The company also is introducing a Risk Detection Service package that provides the ability to monitor risky driving behavior through access to video clips of specific events as well as incident notifications, along with video support of events as they happen, Lytx said. The company is retiring the ActiveVision product, its initial machine vision and artificial intelligence interface launched in 2016 to combat distracted and drowsy driving. These two offerings will now be included in the risk-detection package. “We are embedding it into everything we do,” Nixon said. “It is no longer an option you layer on top.”

With a subscription to the video platform, customers can elect to add the risk-detection package, one or two driver safety tiers, or all three, Nixon added.
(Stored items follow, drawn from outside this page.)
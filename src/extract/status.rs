//! Status page extraction.

use chrono::{DateTime, Utc};
use scraper::Html;

use crate::error::{AppError, Result};
use crate::models::{MONITORED_SYSTEMS, StatusSnapshot, SystemStatus};

use super::{parse_selector, select_text};

/// Extract a status snapshot from the status page HTML.
///
/// Component names on the page are matched to the monitored systems by
/// keyword. Systems absent from the page report `Unknown`; a page with
/// no recognizable component at all is structure drift.
pub fn extract_status(html: &str, checked_at: DateTime<Utc>) -> Result<StatusSnapshot> {
    let document = Html::parse_document(html);
    let component_sel = parse_selector("div.component")?;
    let name_sel = parse_selector("span.name")?;
    let status_sel = parse_selector("span.component-status")?;

    let mut snapshot = StatusSnapshot::uniform(SystemStatus::Unknown, checked_at);
    let mut matched = 0usize;

    for component in document.select(&component_sel) {
        let Some(name) = select_text(&component, &name_sel) else {
            continue;
        };
        let status = component
            .select(&status_sel)
            .next()
            .and_then(|el| el.value().attr("data-status"))
            .map(SystemStatus::parse)
            .unwrap_or(SystemStatus::Unknown);

        if let Some(system) = system_for_component(&name) {
            snapshot.systems.insert(system.to_string(), status);
            matched += 1;
        }
    }

    if matched == 0 {
        return Err(AppError::extract(
            "status",
            "no recognizable status components on page",
        ));
    }

    Ok(snapshot)
}

/// Map a page component name to one of the monitored systems.
fn system_for_component(name: &str) -> Option<&'static str> {
    let name = name.to_lowercase();
    if name.contains("platform") {
        Some(MONITORED_SYSTEMS[0])
    } else if name.contains("persistent universe") {
        Some(MONITORED_SYSTEMS[1])
    } else if name.contains("arena commander") || name.contains("electronic access") {
        Some(MONITORED_SYSTEMS[2])
    } else {
        None
    }
}

#[cfg(test)]
mod tests {
    use super::*;

    const STATUS_PAGE: &str = r#"
        <html><body>
          <div class="component">
            <span class="name">Platform</span>
            <span class="component-status" data-status="operational">Operational</span>
          </div>
          <div class="component">
            <span class="name">Persistent Universe</span>
            <span class="component-status" data-status="degraded-performance">Degraded</span>
          </div>
          <div class="component">
            <span class="name">Arena Commander</span>
            <span class="component-status" data-status="major-outage">Major Outage</span>
          </div>
        </body></html>
    "#;

    #[test]
    fn extracts_all_monitored_systems() {
        let snapshot = extract_status(STATUS_PAGE, Utc::now()).unwrap();
        assert_eq!(snapshot.systems["platform"], SystemStatus::Operational);
        assert_eq!(
            snapshot.systems["persistent-universe"],
            SystemStatus::Degraded
        );
        assert_eq!(snapshot.systems["electronic-access"], SystemStatus::Major);
    }

    #[test]
    fn missing_component_reports_unknown() {
        let html = r#"
            <div class="component">
              <span class="name">Platform</span>
              <span class="component-status" data-status="operational">Up</span>
            </div>
        "#;
        let snapshot = extract_status(html, Utc::now()).unwrap();
        assert_eq!(snapshot.systems.len(), MONITORED_SYSTEMS.len());
        assert_eq!(snapshot.systems["platform"], SystemStatus::Operational);
        assert_eq!(
            snapshot.systems["persistent-universe"],
            SystemStatus::Unknown
        );
    }

    #[test]
    fn unrecognizable_page_is_structure_drift() {
        let result = extract_status("<html><body><p>redesigned</p></body></html>", Utc::now());
        assert!(matches!(result, Err(AppError::Extract { .. })));
    }

    #[test]
    fn component_without_status_attr_is_unknown() {
        let html = r#"
            <div class="component">
              <span class="name">Platform</span>
              <span class="component-status">Up</span>
            </div>
        "#;
        let snapshot = extract_status(html, Utc::now()).unwrap();
        assert_eq!(snapshot.systems["platform"], SystemStatus::Unknown);
    }
}
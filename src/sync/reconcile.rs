//! Rank reconciliation against a freshly synced roster.
//!
//! Compares the roster with the local membership store and derives rank
//! changes. Pure: the same inputs always produce the same events, and
//! unchanged inputs produce none, so re-running is always safe.

use std::collections::HashMap;

use chrono::{DateTime, Utc};
use tokio::sync::mpsc;

use crate::error::Result;
use crate::models::{
    ChangeReason, EngineEvent, LocalMember, MemberRecord, RankConfig, RoleChangeEvent,
};
use crate::store::Store;

/// Compute rank changes for every local member against the roster.
///
/// A member absent from the roster targets the unaffiliated rank; an
/// affiliate holding a rank above the configured cap targets the default
/// demotion rank. An event is emitted only when the target differs from
/// the member's current rank.
pub fn reconcile(
    roster: &[MemberRecord],
    local: &[LocalMember],
    ranks: &RankConfig,
    now: DateTime<Utc>,
) -> Vec<RoleChangeEvent> {
    let by_handle: HashMap<String, &MemberRecord> =
        roster.iter().map(|m| (m.key(), m)).collect();
    let affiliate_cap = ranks.index_of(&ranks.max_affiliate_rank);

    let mut changes = Vec::new();
    for member in local {
        let roster_entry = by_handle.get(&member.handle.to_lowercase());

        let (target, reason) = match roster_entry {
            None => (&ranks.unaffiliated_rank, ChangeReason::NotInOrg),
            Some(entry) if entry.affiliation.is_affiliate() => {
                // A rank outside the hierarchy has no position to compare,
                // so the affiliate cap cannot apply to it.
                let above_cap = match (ranks.index_of(&member.rank), affiliate_cap) {
                    (Some(current), Some(cap)) => current > cap,
                    _ => false,
                };
                if !above_cap {
                    continue;
                }
                (&ranks.default_demotion_rank, ChangeReason::Affiliate)
            }
            Some(_) => continue,
        };

        if *target == member.rank {
            continue;
        }

        changes.push(RoleChangeEvent {
            member_id: member.id.clone(),
            handle: member.handle.clone(),
            old_rank: member.rank.clone(),
            new_rank: target.clone(),
            reason,
            changed_at: now,
        });
    }

    changes
}

/// Persist computed rank changes and emit one event per change.
///
/// Updates each member's stored rank, appends to the rank-change log,
/// and sends `MemberReconciled` for every change.
pub async fn apply_changes(
    store: &dyn Store,
    events: &mpsc::Sender<EngineEvent>,
    changes: &[RoleChangeEvent],
) -> Result<()> {
    for change in changes {
        store
            .upsert_member(&LocalMember {
                id: change.member_id.clone(),
                handle: change.handle.clone(),
                rank: change.new_rank.clone(),
            })
            .await?;
        store.append_role_history(change).await?;

        if events
            .send(EngineEvent::MemberReconciled(change.clone()))
            .await
            .is_err()
        {
            log::warn!("Event channel closed; dropping reconciliation event");
        }
    }
    Ok(())
}
//! Incident feed structures.

use chrono::{DateTime, Utc};
use serde::{Deserialize, Serialize};

/// Severity derived from an incident's structured metadata.
#[derive(Debug, Clone, Copy, Serialize, Deserialize, PartialEq, Eq)]
#[serde(rename_all = "kebab-case")]
pub enum Severity {
    Resolved,
    Major,
    Partial,
    Degraded,
    Unknown,
}

impl Severity {
    /// Major incidents drive broader notification and pinning semantics
    /// in the consumer.
    pub fn is_urgent(&self) -> bool {
        matches!(self, Severity::Major)
    }
}

/// One entry from the incident feed.
#[derive(Debug, Clone, Serialize, Deserialize, PartialEq, Eq)]
pub struct IncidentRecord {
    /// Globally unique feed entry id; primary key for dedup
    pub guid: String,

    /// Incident title
    pub title: String,

    /// Incident body (HTML as published)
    #[serde(default)]
    pub description: String,

    /// Status tag from the entry's metadata ("unknown" when absent)
    pub status: String,

    /// Affected components from the entry's metadata
    #[serde(default)]
    pub components: Vec<String>,

    /// Link to the incident page
    #[serde(default)]
    pub link: String,

    /// When the entry was recorded
    pub timestamp: DateTime<Utc>,
}

impl IncidentRecord {
    /// Derive a severity from the structured status tag, falling back to
    /// title keywords, then `Unknown`.
    pub fn severity(&self) -> Severity {
        let tag = self.status.to_lowercase();
        if tag.contains("resolved") {
            return Severity::Resolved;
        }
        if tag.contains("major") {
            return Severity::Major;
        }
        if tag.contains("partial") {
            return Severity::Partial;
        }
        if tag.contains("degraded") {
            return Severity::Degraded;
        }

        // Fallback when the feed carried no usable status tag.
        let title = self.title.to_lowercase();
        if title.contains("resolved") {
            Severity::Resolved
        } else if title.contains("major") {
            Severity::Major
        } else if title.contains("partial") {
            Severity::Partial
        } else if title.contains("degraded") {
            Severity::Degraded
        } else {
            Severity::Unknown
        }
    }
}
The effort to revamp the product portfolio evolved over time and was a response to customer inputs, noted Michael Phillippi, Lytx vice president of technology.

“We didn’t sit in a room and invent it; we just sat and listened to our customers talk to us about what challenges they have,” he said. “Whether that was a large fleet that said, ‘I don’t manage risks the same with my owner-operators as my employees,’ or they said, ‘I have different classes of vehicles, and I don’t want to treat them all the same.’ ”

Plus, having the base video platform provides carriers with access to crash footage to protect themselves and their drivers during potential investigations. “Some customers have said, ‘Hey, I’m not ready to do the whole safety program, but I sure don’t want to miss the collision,’ ” he said. “Whether it was responding to a larger customer who has diverse needs, or the market itself being diverse, that’s what the product portfolio came from.”